Goodbye, cruel world?

I’m reading about the Desert Father and Mothers, the abbas and ammas who went out during the 4th century to escape the world and become one with the heart of God. I’ve been intrigued by these good folks for a while, attracted both by their love of solitude in the desert landscape, and also by their willingness—maybe even their eagerness-- to give up everything to be closer to God.

This book I’m reading now that talks about their departure from the world, their escape from a European world where Christianity had just recently become legal and, in fact, normal. Their fear was that Christianity’s acceptability would lull people into taking it for grants (bingo), as well as the well-founded concern that the noise and busyness of their lives would draw them away from God and His will. Theirs was an almost-Buddhist like idea, also quite Biblical, of course, that they needed to empty themselves and give up everything in order to gain the eternal Everything.

I struggle with this. As I write, I’m sitting in our modest little desert cabin, surrounded by the snow-capped Sangre de Cristo mountains on one side, the foothills of the Rockies on another, and being entertained by a little western blue birds (not the insistent, nagging bluejay, but the bright blue, round-headed little blue bird), I feel I’m in that thin place, near holiness. But what am I giving up in return for this beauty and quiet place of contemplation? Nothing! Oh wait--we don’t have Internet or even cellphone service out here, for Pete’s sake! But, really, what kind of privilege even brings me here in the first place, what luxurious wealth of time and money? What, for that matter, were those 4th century desert hermits actually giving up when they retreated from the world? When you think about it, the lifestyles of even the most wealthy and powerful people of that time and place would be unimaginable to us today—a world (mostly) without books or antibiotics, greasy meals concocted from unspiced food, information that traveled no faster than a person could walk, nights that started with the setting of the sun.  And so. . .  the desert fathers and mothers felt they needed to escape even from THAT? So where does that leave us, who live in a world almost too abundant for human habitation?

To think about this roils my waters a bit. Let’s continue to think about it and return to it another day.

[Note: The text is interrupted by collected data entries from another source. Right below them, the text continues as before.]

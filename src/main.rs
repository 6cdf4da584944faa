//! `shelf`: resolve barcode scans against a JSON catalog.
//!
//! ```text
//! shelf --catalog items.json resolve SKU0099 ABC123
//! some-scanner-wedge | shelf --catalog items.json scan
//! ```

mod catalog;
mod error;

use crate::catalog::CatalogLookup;
use crate::error::{ErrorKind, Result};
use clap::{ArgAction, Parser, Subcommand};
use exn::ResultExt;
use serde_json::Value;
use shelf_config::Config;
use shelf_scan::error::{Error as ScanError, ErrorKind as ScanErrorKind};
use shelf_scan::{FeedbackHandle, NoFeedback, ResolvedItem, ScanHandler, Scanner, TerminalBell};
use std::path::PathBuf;
use std::process::ExitCode;
use std::sync::Arc;
use tokio::io::{AsyncBufReadExt, BufReader};
use tokio::sync::mpsc;
use tracing_subscriber::EnvFilter;

/// The surface `scan` feeds standard input into.
const STDIN_SURFACE: &str = "stdin";

#[derive(Parser)]
#[command(name = "shelf", version, about = "Resolve barcode scans into inventory items")]
struct Cli {
    /// Config file (TOML, YAML or JSON), applied over the user config.
    #[arg(long, global = true)]
    config: Option<PathBuf>,
    /// Log more; repeat for even more. `RUST_LOG` takes precedence.
    #[arg(short, long, global = true, action = ArgAction::Count)]
    verbose: u8,
    /// JSON object mapping codes to item payloads.
    #[arg(long)]
    catalog: PathBuf,
    #[command(subcommand)]
    command: Command,
}

#[derive(Subcommand)]
enum Command {
    /// Resolve each code and print its item.
    Resolve {
        #[arg(required = true)]
        codes: Vec<String>,
    },
    /// Treat every line on stdin as a scan terminated by Enter.
    Scan,
}

#[tokio::main]
async fn main() -> ExitCode {
    let cli = Cli::parse();
    init_logging(cli.verbose);
    match run(cli).await {
        Ok(code) => code,
        Err(err) => {
            eprintln!("Error: {err:?}");
            ExitCode::FAILURE
        },
    }
}

fn init_logging(verbose: u8) {
    let default = match verbose {
        0 => "info",
        1 => "debug",
        _ => "trace",
    };
    let filter = EnvFilter::try_from_default_env().unwrap_or_else(|_| EnvFilter::new(default));
    tracing_subscriber::fmt().with_env_filter(filter).with_writer(std::io::stderr).init();
}

async fn run(cli: Cli) -> Result<ExitCode> {
    let config = Config::load(cli.config.as_deref()).or_raise(|| ErrorKind::Config)?;
    let lookup = CatalogLookup::open(&cli.catalog).await?;
    let feedback: FeedbackHandle = if config.feedback.bell { Arc::new(TerminalBell) } else { Arc::new(NoFeedback) };
    let scanner = Scanner::builder(config.scanner, Arc::new(lookup))
        .feedback(feedback)
        .build()
        .or_raise(|| ErrorKind::Scanner)?;
    let all_resolved = match &cli.command {
        Command::Resolve { codes } => resolve(&scanner, codes).await,
        Command::Scan => scan(&scanner).await?,
    };
    Ok(if all_resolved { ExitCode::SUCCESS } else { ExitCode::FAILURE })
}

async fn resolve(scanner: &Scanner, codes: &[String]) -> bool {
    let mut all_resolved = true;
    for code in codes {
        let outcome = scanner.resolve(code).await;
        if let Err(err) = &outcome {
            tracing::debug!(code = %code, error = ?err, "Resolution failed");
        }
        all_resolved &= report(code, outcome.as_ref().map_err(|err| &**err));
    }
    all_resolved
}

type Outcome = std::result::Result<ResolvedItem, ScanErrorKind>;

/// Hands every resolution on the stdin surface back to the read loop.
struct Forward(mpsc::UnboundedSender<(String, Outcome)>);

impl ScanHandler for Forward {
    fn on_success(&self, item: &ResolvedItem, code: &str) {
        let _ = self.0.send((code.to_string(), Ok(item.clone())));
    }

    fn on_error(&self, error: &ScanError, code: &str) {
        let _ = self.0.send((code.to_string(), Err((**error).clone())));
    }
}

async fn scan(scanner: &Scanner) -> Result<bool> {
    let (tx, mut outcomes) = mpsc::unbounded_channel();
    scanner.attach(STDIN_SURFACE, Forward(tx));
    let mut lines = BufReader::new(tokio::io::stdin()).lines();
    let mut all_resolved = true;
    while let Some(line) = lines.next_line().await.or_raise(|| ErrorKind::Stdin)? {
        if line.trim().is_empty() {
            continue;
        }
        if !scanner.on_terminal_key(STDIN_SURFACE, &line).or_raise(|| ErrorKind::Scanner)? {
            if scanner.is_in_progress(STDIN_SURFACE) == Some(true) {
                tracing::warn!(code = %line, "Previous scan still resolving; dropped");
                all_resolved = false;
            } else {
                tracing::warn!(code = %line, "Too short to be a code; ignored");
            }
            continue;
        }
        // The surface is idle again by the time its handler reports, so the
        // next line is never dropped by the single-flight guard.
        let Some((code, outcome)) = outcomes.recv().await else {
            break;
        };
        all_resolved &= report(&code, outcome.as_ref());
    }
    scanner.dispose(STDIN_SURFACE);
    Ok(all_resolved)
}

/// Print one outcome: items to stdout as `code<TAB>json`, failures to stderr.
fn report(code: &str, outcome: std::result::Result<&ResolvedItem, &ScanErrorKind>) -> bool {
    match outcome {
        Ok(item) => {
            println!("{code}\t{}", Value::Object(item.payload().clone()));
            true
        },
        Err(kind) => {
            eprintln!("{code}\t{kind}");
            false
        },
    }
}

#[cfg(test)]
mod tests {
    use super::*;
    use clap::CommandFactory;

    #[test]
    fn test_cli_definition() {
        Cli::command().debug_assert();
    }

    #[test]
    fn test_parse_resolve() {
        let cli = Cli::try_parse_from(["shelf", "-vv", "--catalog", "items.json", "resolve", "SKU0099", "ABC123"]).unwrap();
        assert_eq!(cli.verbose, 2);
        assert_eq!(cli.catalog, PathBuf::from("items.json"));
        assert!(matches!(cli.command, Command::Resolve { ref codes } if codes == &["SKU0099", "ABC123"]));
    }

    #[test]
    fn test_resolve_needs_codes() {
        assert!(Cli::try_parse_from(["shelf", "--catalog", "items.json", "resolve"]).is_err());
    }

    #[test]
    fn test_catalog_is_required() {
        assert!(Cli::try_parse_from(["shelf", "scan"]).is_err());
    }

    #[tokio::test]
    async fn test_forward_relays_outcomes() {
        let (tx, mut rx) = mpsc::unbounded_channel();
        let forward = Forward(tx);
        forward.on_error(&ScanError::from(ScanErrorKind::ShortCode("AB".into())), "AB");
        let (code, outcome) = rx.recv().await.unwrap();
        assert_eq!(code, "AB");
        assert_eq!(outcome.unwrap_err(), ScanErrorKind::ShortCode("AB".into()));
    }
}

(I wrote this a week ago and that quiet day in New Mexico seems very far away already. But the question still remains: Does God call people like us to remove ourselves from our world like he called the Desert Mothers and Fathers? What do you think?)

1 comment:

  1. I think that 'retreat' is valuable to me. In my world, I am in constant communication with others as well as being constantly observed by them for right actions and good decisions. It just wears me out! I feel soooo much better after a weekend of camping and I think that my interactions with others are improved. I'm not sure how that works, but it seems like a 'reset' button as been pushed. God in His wisdom, knows that I need that and encourages me to reset from time to time.